→ **AIM OF THE TASK**: For this exercise, repeat the listing below from its first line through the line containing "for operator-facing messages.", exactly as written.
*** PROVIDED ENTRIES ***
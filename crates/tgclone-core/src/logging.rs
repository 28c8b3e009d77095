use tracing_subscriber::{fmt, EnvFilter};

use crate::{Error, Result};

/// Initialize tracing for the process.
///
/// Default: info for our crates, warn for everything else. Overridden by `RUST_LOG`.
pub fn init(service_name: &str) -> Result<()> {
    let crate_name = service_name.replace('-', "_");
    let filter = EnvFilter::try_from_default_env().unwrap_or_else(|_| {
        EnvFilter::new(format!(
            "warn,tgclone_core=info,tgclone_telegram=info,{crate_name}=info"
        ))
    });

    fmt()
        .with_env_filter(filter)
        .with_target(false)
        .with_ansi(true)
        .try_init()
        .map_err(|e| Error::External(format!("logging init failed: {e}")))
}
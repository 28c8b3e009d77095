//! Telegram HTML rendering for operator-facing messages.

use crate::{
    progress::{ProgressSnapshot, RunStatus},
    source::IdRange,
};

/// Escape HTML special characters for Telegram HTML parse mode.
pub fn escape_html(text: &str) -> String {
    text.replace('&', "&amp;")
        .replace('<', "&lt;")
        .replace('>', "&gt;")
        .replace('"', "&quot;")
}

fn status_icon(status: RunStatus) -> &'static str {
    match status {
        RunStatus::Idle => "💤",
        RunStatus::Collecting => "🔎",
        RunStatus::Active => "⏳",
        RunStatus::Paused => "⏸",
        RunStatus::Completed => "✅",
        RunStatus::Error => "❌",
    }
}

/// Progress card sent to the operator chat and returned by `/status`.
pub fn format_progress_html(snap: &ProgressSnapshot) -> String {
    let mut lines = vec![format!(
        "{} <b>Clone {}</b>",
        status_icon(snap.status),
        snap.status.as_str()
    )];

    if snap.status != RunStatus::Idle {
        lines.push(format!(
            "Progress: <b>{}/{}</b> ({:.1}%)",
            snap.processed,
            snap.total,
            snap.percent()
        ));
        lines.push(format!(
            "Delivered: {} | Failed: {}",
            snap.delivered, snap.failed
        ));
        if !snap.current_item.is_empty() {
            lines.push(format!("Current: {}", escape_html(&snap.current_item)));
        }
    }
    if snap.partial {
        lines.push("⚠️ History enumeration was incomplete".to_string());
    }
    if let Some(detail) = &snap.detail {
        lines.push(format!("<i>{}</i>", escape_html(detail)));
    }
    if !snap.timestamp.is_empty() {
        lines.push(format!("<code>{}</code>", escape_html(&snap.timestamp)));
    }
    lines.join("\n")
}

pub fn format_range(range: &IdRange) -> String {
    if range.is_full() {
        "full history".to_string()
    } else {
        format!("messages {range}")
    }
}

#[cfg(test)]
mod tests {
    use super::*;

    #[test]
    fn escape_html_escapes_specials() {
        assert_eq!(escape_html("<a & \"b\">"), "&lt;a &amp; &quot;b&quot;&gt;");
    }

    #[test]
    fn progress_card_shows_counts_and_escapes_detail() {
        let snap = ProgressSnapshot {
            status: RunStatus::Active,
            processed: 3,
            total: 12,
            delivered: 2,
            failed: 1,
            current_item: "message 14".to_string(),
            detail: Some("a < b".to_string()),
            ..ProgressSnapshot::default()
        };
        let html = format_progress_html(&snap);
        assert!(html.contains("Clone active"));
        assert!(html.contains("<b>3/12</b> (25.0%)"));
        assert!(html.contains("Delivered: 2 | Failed: 1"));
        assert!(html.contains("a &lt; b"));
    }

    #[test]
    fn idle_card_is_short() {
        let html = format_progress_html(&ProgressSnapshot::default());
        assert!(html.contains("Clone idle"));
        assert!(!html.contains("Progress"));
    }

    #[test]
    fn range_labels() {
        assert_eq!(format_range(&IdRange::full()), "full history");
        assert_eq!(format_range(&IdRange::between(5, 9)), "messages 5..=9");
    }
}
*** End of PROVIDED ENTRIES ***
→ **ANSWER TO THIS EXERCISE**:
filename crates/tgclone-core/src/logging.rs
repository 28c8b3e009d77095
use tracing_subscriber::{fmt, EnvFilter};

use crate::{Error, Result};

/// Initialize tracing for the process.
///
/// Default: info for our crates, warn for everything else. Overridden by `RUST_LOG`.
pub fn init(service_name: &str) -> Result<()> {
    let crate_name = service_name.replace('-', "_");
    let filter = EnvFilter::try_from_default_env().unwrap_or_else(|_| {
        EnvFilter::new(format!(
            "warn,tgclone_core=info,tgclone_telegram=info,{crate_name}=info"
        ))
    });

    fmt()
        .with_env_filter(filter)
        .with_target(false)
        .with_ansi(true)
        .try_init()
        .map_err(|e| Error::External(format!("logging init failed: {e}")))
}
repository 28c8b3e009d77095
//! Telegram HTML rendering for operator-facing messages.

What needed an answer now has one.